Neospora caninum and bone marrow‐derived dendritic cells: parasite survival, proliferation, and induction of cytokine expression

Summary Dendritic cells (DCs) represent the first line defence of the innate immune system following infection with pathogens. We exploratively addressed invasion and survival ability of Neospora caninum , a parasite causing abortion in cattle, in mouse bone marrow DCs (BMDCs), and respective cytokine expression patterns. Immature BMDCs were exposed to viable (untreated) and nonviable parasites that had been inactivated by different means. Invasion and/or internalization, as well as intracellular survival and proliferation of tachyzoites were determined by NcGRA2‐RT‐PCR and transmission electron microscopy (TEM). Cytokine expression was evaluated by reverse transcription (RT)‐PCR and cytokine ELISA. Transmission electron microscopy of DCs stimulated with untreated viable parasites revealed that N. caninum was able to invade and proliferate within BMDCs. This was confirmed by NcGRA2‐RT‐PCR. On the other hand, no viable parasite organisms were revealed by TEM when exposing BMDCs to inactivated parasites (nonviability demonstrated by NcGRA2‐RT‐PCR).
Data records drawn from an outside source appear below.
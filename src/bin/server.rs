use std::{fs::OpenOptions, net::SocketAddr, sync::Arc};

use axum::{
    Router,
    extract::{MatchedPath, Request},
};
use axum_server::Handle;
use clap::Parser;
use rusqlite::Connection;
use tower_http::trace::TraceLayer;
use tracing_subscriber::{Layer, filter, layer::SubscriberExt, util::SubscriberInitExt};

use despesas_rs::{AppState, build_router, graceful_shutdown};

/// The web server for despesas_rs.
#[derive(Parser, Debug)]
#[command(version, about, long_about = None)]
struct Args {
    /// File path to the application SQLite database.
    #[arg(long, default_value = "despesas.db")]
    db_path: String,

    /// The port to serve the app from.
    #[arg(short, long, default_value_t = 3000)]
    port: u16,
}

#[tokio::main]
async fn main() {
    setup_logging();

    let args = Args::parse();

    let addr = SocketAddr::from(([127, 0, 0, 1], args.port));

    let conn = Connection::open(&args.db_path).expect("Could not open the database file.");
    let state = AppState::new(conn).expect("Could not initialize the database.");

    let handle = Handle::new();
    tokio::spawn(graceful_shutdown(handle.clone()));

    let router = add_tracing_layer(build_router(state));

    tracing::info!("HTTP server listening on {}", addr);
    axum_server::bind(addr)
        .handle(handle)
        .serve(router.into_make_service())
        .await
        .unwrap();
}

fn setup_logging() {
    let stdout_log = tracing_subscriber::fmt::layer().pretty();

    let log_file = OpenOptions::new()
        .create(true)
        .append(true)
        .open("debug.log")
        .expect("Could not create log file");

    let debug_log = tracing_subscriber::fmt::layer()
        .pretty()
        .with_writer(Arc::new(log_file));

    tracing_subscriber::registry()
        .with(
            stdout_log
                .with_filter(filter::LevelFilter::INFO)
                .and_then(debug_log)
                .with_filter(filter::LevelFilter::DEBUG),
        )
        .init();
}

fn add_tracing_layer(router: Router) -> Router {
    let tracing_layer = TraceLayer::new_for_http()
        .make_span_with(|req: &Request| {
            let method = req.method();
            let uri = req.uri();

            let matched_path = req
                .extensions()
                .get::<MatchedPath>()
                .map(|matched_path| matched_path.as_str());

            tracing::debug_span!("request", %method, %uri, matched_path)
        })
        // By default, `TraceLayer` will log 5xx responses but we're doing our specific
        // logging of errors so disable that
        .on_failure(());

    router.layer(tracing_layer)
}
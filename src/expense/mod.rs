//! Expense management for the application.
//!
//! This module contains everything related to expenses:
//! - The `Expense` model and the fixed `Category` set
//! - Database functions for storing, listing and deleting expenses
//! - The page handler and the command endpoints (add, delete, export)

mod chart;
mod core;
mod create_endpoint;
mod delete_all_endpoint;
mod delete_endpoint;
mod expenses_page;
mod export_endpoint;
mod summary;
mod view;

pub use self::core::{Category, Expense, create_expense_table};
pub use create_endpoint::create_expense_endpoint;
pub use delete_all_endpoint::delete_all_expenses_endpoint;
pub use delete_endpoint::delete_expense_endpoint;
pub use expenses_page::get_expenses_page;
pub use export_endpoint::export_csv_endpoint;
Cytokine expression analysis (as assessed by both RT‐PCR and ELISA) demonstrated that both viable and nonviable parasites stimulated mBMDCs to express IL‐12p40, IL‐10 and TNF‐α, whereas IL‐4 RNA expression was not detected. Thus, exposure of mBMDCs to both viable and nonviable parasites results in the expression of cytokines that are relevant for a mixed Th1/Th2 immune response.